* **Task**
From the entries below, retype only the lines from the one with "let mut selected = DataTable::new();" through the one with "a new table.", exactly as written.

Saved entries
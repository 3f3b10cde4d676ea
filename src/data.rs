//! Column-oriented view of a scale table, the shape trainers consume.

use std::fmt;
use std::fmt::Display;
use std::fmt::Formatter;

use rand::Rng;
use rand::SeedableRng;
use rand_pcg::Pcg32;

use crate::error::TableError;
use crate::table::ScaleRecord;

/// Fraction of rows used for training in the default split.
pub const DEFAULT_TRAINING_FRACTION: f64 = 0.8;

/// Seed of the default split.
pub const DEFAULT_SPLIT_SEED: u64 = 5;

const PREVIEW_ROWS: usize = 10;

#[derive(Clone, Debug, PartialEq)]
pub enum Column {
    Int(Vec<i64>),
    Str(Vec<String>),
    IntList(Vec<Vec<i64>>),
    StrList(Vec<Vec<String>>),
}

impl Column {
    pub fn len(&self) -> usize {
        match self {
            Column::Int(values) => values.len(),
            Column::Str(values) => values.len(),
            Column::IntList(values) => values.len(),
            Column::StrList(values) => values.len(),
        }
    }

    pub fn is_empty(&self) -> bool {
        self.len() == 0
    }

    pub fn kind(&self) -> &'static str {
        match self {
            Column::Int(_) => "integer",
            Column::Str(_) => "string",
            Column::IntList(_) => "integer list",
            Column::StrList(_) => "string list",
        }
    }

    fn pick(&self, rows: &[usize]) -> Column {
        fn pick<T: Clone>(values: &[T], rows: &[usize]) -> Vec<T> {
            rows.iter().map(|&row| values[row].clone()).collect()
        }

        match self {
            Column::Int(values) => Column::Int(pick(values, rows)),
            Column::Str(values) => Column::Str(pick(values, rows)),
            Column::IntList(values) => Column::IntList(pick(values, rows)),
            Column::StrList(values) => Column::StrList(pick(values, rows)),
        }
    }

    fn fmt_cell(&self, f: &mut Formatter, row: usize) -> fmt::Result {
        match self {
            Column::Int(values) => write!(f, "{}", values[row]),
            Column::Str(values) => write!(f, "{}", values[row]),
            Column::IntList(values) => write!(f, "{:?}", values[row]),
            Column::StrList(values) => write!(f, "{:?}", values[row]),
        }
    }
}

/// Named columns of equal length. Row `i` of every column belongs to the same record.
///
/// # Examples
///
/// ```
/// # use scale_table::data::{Column, DataTable};
/// # use scale_table::error::TableError;
/// let mut table = DataTable::new();
/// table.insert_column("index", Column::Int(vec![0, 1, 2])).unwrap();
///
/// let too_short = table.insert_column("key", Column::Str(vec!["C".to_owned()]));
/// assert!(matches!(too_short, Err(TableError::ColumnLength { expected: 3, actual: 1, .. })));
///
/// assert_eq!(table.num_rows(), 3);
/// assert_eq!(table.column("index").unwrap(), &Column::Int(vec![0, 1, 2]));
/// assert!(matches!(table.column("key"), Err(TableError::UnknownColumn(_))));
/// ```
#[derive(Clone, Debug, Default, PartialEq)]
pub struct DataTable {
    columns: Vec<(String, Column)>,
    num_rows: usize,
}

impl DataTable {
    pub fn new() -> Self {
        Self::default()
    }

    /// Columns `name`, `index`, `key`, `keys`, `pitches` and `octave0`, one row per record.
    pub fn from_records(records: &[ScaleRecord]) -> Self {
        fn int_list(values: &[i32]) -> Vec<i64> {
            values.iter().copied().map(i64::from).collect()
        }

        let columns = vec![
            (
                "name".to_owned(),
                Column::Str(records.iter().map(|r| r.name.clone()).collect()),
            ),
            (
                "index".to_owned(),
                Column::Int(records.iter().map(|r| r.index as i64).collect()),
            ),
            (
                "key".to_owned(),
                Column::Str(records.iter().map(|r| r.key.clone()).collect()),
            ),
            (
                "keys".to_owned(),
                Column::StrList(records.iter().map(|r| r.keys.clone()).collect()),
            ),
            (
                "pitches".to_owned(),
                Column::IntList(records.iter().map(|r| int_list(&r.pitches)).collect()),
            ),
            (
                "octave0".to_owned(),
                Column::IntList(records.iter().map(|r| int_list(&r.octave0)).collect()),
            ),
        ];

        Self {
            columns,
            num_rows: records.len(),
        }
    }

    /// Adds `column` or replaces an existing column of the same name.
    ///
    /// The first column of an empty table determines the number of rows.
    pub fn insert_column(
        &mut self,
        name: impl Into<String>,
        column: Column,
    ) -> Result<(), TableError> {
        let name = name.into();

        if self.columns.is_empty() {
            self.num_rows = column.len();
        } else if column.len() != self.num_rows {
            return Err(TableError::ColumnLength {
                column: name,
                expected: self.num_rows,
                actual: column.len(),
            });
        }

        match self.columns.iter_mut().find(|(existing, _)| *existing == name) {
            Some((_, existing)) => *existing = column,
            None => self.columns.push((name, column)),
        }
        Ok(())
    }

    pub fn column(&self, name: &str) -> Result<&Column, TableError> {
        self.columns
            .iter()
            .find(|(existing, _)| existing == name)
            .map(|(_, column)| column)
            .ok_or_else(|| TableError::UnknownColumn(name.to_owned()))
    }

    pub fn column_names(&self) -> impl Iterator<Item = &str> {
        self.columns.iter().map(|(name, _)| name.as_str())
    }

    pub fn num_rows(&self) -> usize {
        self.num_rows
    }

    /// Projects the table onto the given columns, in the given order.
    pub fn select(&self, names: &[&str]) -> Result<DataTable, TableError> {
        let mut selected = DataTable::new();
        for &name in names {
            selected.insert_column(name, self.column(name)?.clone())?;
        }
        Ok(selected)
    }

    /// Copies the given rows, in the given order, into a new table.
    pub fn rows(&self, rows: &[usize]) -> DataTable {
        DataTable {
            columns: self
                .columns
                .iter()
                .map(|(name, column)| (name.clone(), column.pick(rows)))
                .collect(),
            num_rows: rows.len(),
        }
    }

    /// Splits the rows into two tables, keeping each row in the first table with probability `fraction`.
    ///
    /// The split only depends on `num_rows`, `fraction` and `seed`.
    pub fn random_split(&self, fraction: f64, seed: u64) -> (DataTable, DataTable) {
        let (first, second) = partition_indices(self.num_rows, fraction, seed);
        (self.rows(&first), self.rows(&second))
    }
}

impl Display for DataTable {
    fn fmt(&self, f: &mut Formatter) -> fmt::Result {
        let name_width = self
            .columns
            .iter()
            .map(|(name, _)| name.len())
            .max()
            .unwrap_or(0);

        writeln!(f, "Columns:")?;
        for (name, column) in &self.columns {
            writeln!(f, "    {name:<name_width$}  {}", column.kind())?;
        }
        writeln!(f, "Rows: {}", self.num_rows)?;
        writeln!(f, "Data:")?;
        for row in 0..self.num_rows.min(PREVIEW_ROWS) {
            write!(f, "    [{row}]")?;
            for (position, (name, column)) in self.columns.iter().enumerate() {
                let separator = if position == 0 { " " } else { ", " };
                write!(f, "{separator}{name}: ")?;
                column.fmt_cell(f, row)?;
            }
            writeln!(f)?;
        }
        if self.num_rows > PREVIEW_ROWS {
            writeln!(f, "    ... {} more rows", self.num_rows - PREVIEW_ROWS)?;
        }
        Ok(())
    }
}

/// Splits `rows` like [`DataTable::random_split`] splits the rows of a table.
pub fn partition<T: Clone>(rows: &[T], fraction: f64, seed: u64) -> (Vec<T>, Vec<T>) {
    let (first, second) = partition_indices(rows.len(), fraction, seed);
    let pick = |indices: Vec<usize>| -> Vec<T> {
        indices.into_iter().map(|i| rows[i].clone()).collect()
    };
    (pick(first), pick(second))
}

fn partition_indices(num_rows: usize, fraction: f64, seed: u64) -> (Vec<usize>, Vec<usize>) {
    let mut rng = Pcg32::seed_from_u64(seed);
    (0..num_rows).partition(|_| rng.gen::<f64>() < fraction)
}

#[cfg(test)]
mod tests {
    use pretty_assertions::assert_eq;

    use crate::table::ScaleTableGenerator;

    use super::*;

    #[test]
    fn columns_are_aligned_with_records() {
        let records = ScaleTableGenerator::standard().records();
        let table = DataTable::from_records(&records);

        assert_eq!(
            table.column_names().collect::<Vec<_>>(),
            ["name", "index", "key", "keys", "pitches", "octave0"]
        );
        assert_eq!(table.num_rows(), records.len());

        let Column::Str(names) = table.column("name").unwrap() else {
            panic!("name should be a string column");
        };
        let Column::IntList(octave0) = table.column("octave0").unwrap() else {
            panic!("octave0 should be an integer list column");
        };
        for (row, record) in records.iter().enumerate() {
            assert_eq!(names[row], record.name);
            assert_eq!(
                octave0[row],
                record.octave0.iter().map(|&p| i64::from(p)).collect::<Vec<_>>()
            );
        }
    }

    #[test]
    fn select_projects_and_reports_unknown_columns() {
        let table = DataTable::from_records(&ScaleTableGenerator::standard().records());

        let selected = table.select(&["octave0", "index"]).unwrap();
        assert_eq!(
            selected.column_names().collect::<Vec<_>>(),
            ["octave0", "index"]
        );
        assert_eq!(selected.num_rows(), table.num_rows());

        assert!(matches!(
            table.select(&["octave1"]),
            Err(TableError::UnknownColumn(name)) if name == "octave1"
        ));
    }

    #[test]
    fn insert_column_replaces_existing_column() {
        let mut table = DataTable::new();
        table.insert_column("index", Column::Int(vec![0, 1])).unwrap();
        table.insert_column("index", Column::Int(vec![5, 6])).unwrap();

        assert_eq!(table.column_names().collect::<Vec<_>>(), ["index"]);
        assert_eq!(table.column("index").unwrap(), &Column::Int(vec![5, 6]));
    }

    #[test]
    fn random_split_is_deterministic_and_complete() {
        let table = DataTable::from_records(&ScaleTableGenerator::standard().records());

        let (train, test) = table.random_split(DEFAULT_TRAINING_FRACTION, DEFAULT_SPLIT_SEED);
        let (train_again, test_again) =
            table.random_split(DEFAULT_TRAINING_FRACTION, DEFAULT_SPLIT_SEED);

        assert_eq!(train, train_again);
        assert_eq!(test, test_again);
        assert_eq!(train.num_rows() + test.num_rows(), table.num_rows());
        assert!(train.num_rows() > test.num_rows());

        let Column::Int(train_indices) = train.column("index").unwrap() else {
            panic!("index should be an integer column");
        };
        let Column::Int(test_indices) = test.column("index").unwrap() else {
            panic!("index should be an integer column");
        };
        assert!(train_indices.windows(2).all(|pair| pair[0] < pair[1]));
        assert!(test_indices.windows(2).all(|pair| pair[0] < pair[1]));
        assert!(train_indices
            .iter()
            .all(|index| !test_indices.contains(index)));
    }

    #[test]
    fn extreme_fractions() {
        let rows: Vec<_> = (0..20).collect();

        assert_eq!(partition(&rows, 1.0, 1), (rows.clone(), Vec::new()));
        assert_eq!(partition(&rows, 0.0, 1), (Vec::new(), rows.clone()));
    }

    #[test]
    fn partition_matches_table_split() {
        let records = ScaleTableGenerator::standard().records();
        let table = DataTable::from_records(&records);

        let (train_records, test_records) = partition(&records, 0.5, 42);
        let (train_table, test_table) = table.random_split(0.5, 42);

        assert_eq!(DataTable::from_records(&train_records), train_table);
        assert_eq!(DataTable::from_records(&test_records), test_table);
    }

    #[test]
    fn description_lists_columns_and_preview() {
        let mut table = DataTable::new();
        table
            .insert_column("name", Column::Str(vec!["C Major".to_owned()]))
            .unwrap();
        table
            .insert_column("octave0", Column::IntList(vec![vec![12, 14, 16]]))
            .unwrap();

        assert_eq!(
            table.to_string(),
            "Columns:\n    \
             name     string\n    \
             octave0  integer list\n\
             Rows: 1\n\
             Data:\n    \
             [0] name: C Major, octave0: [12, 14, 16]\n"
        );
    }

    #[test]
    fn description_truncates_long_tables() {
        let table = DataTable::from_records(&ScaleTableGenerator::standard().records());
        let description = table.to_string();

        assert!(description.contains("Rows: 612\n"));
        assert!(description.contains("    [9] name: C Dorian, index: 9, key: C,"));
        assert!(!description.contains("[10]"));
        assert!(description.ends_with("    ... 602 more rows\n"));
    }
}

* **Written reply**
        let mut selected = DataTable::new();
        for &name in names {
            selected.insert_column(name, self.column(name)?.clone())?;
        }
        Ok(selected)
    }

    /// Copies the given rows, in the given order, into a new table.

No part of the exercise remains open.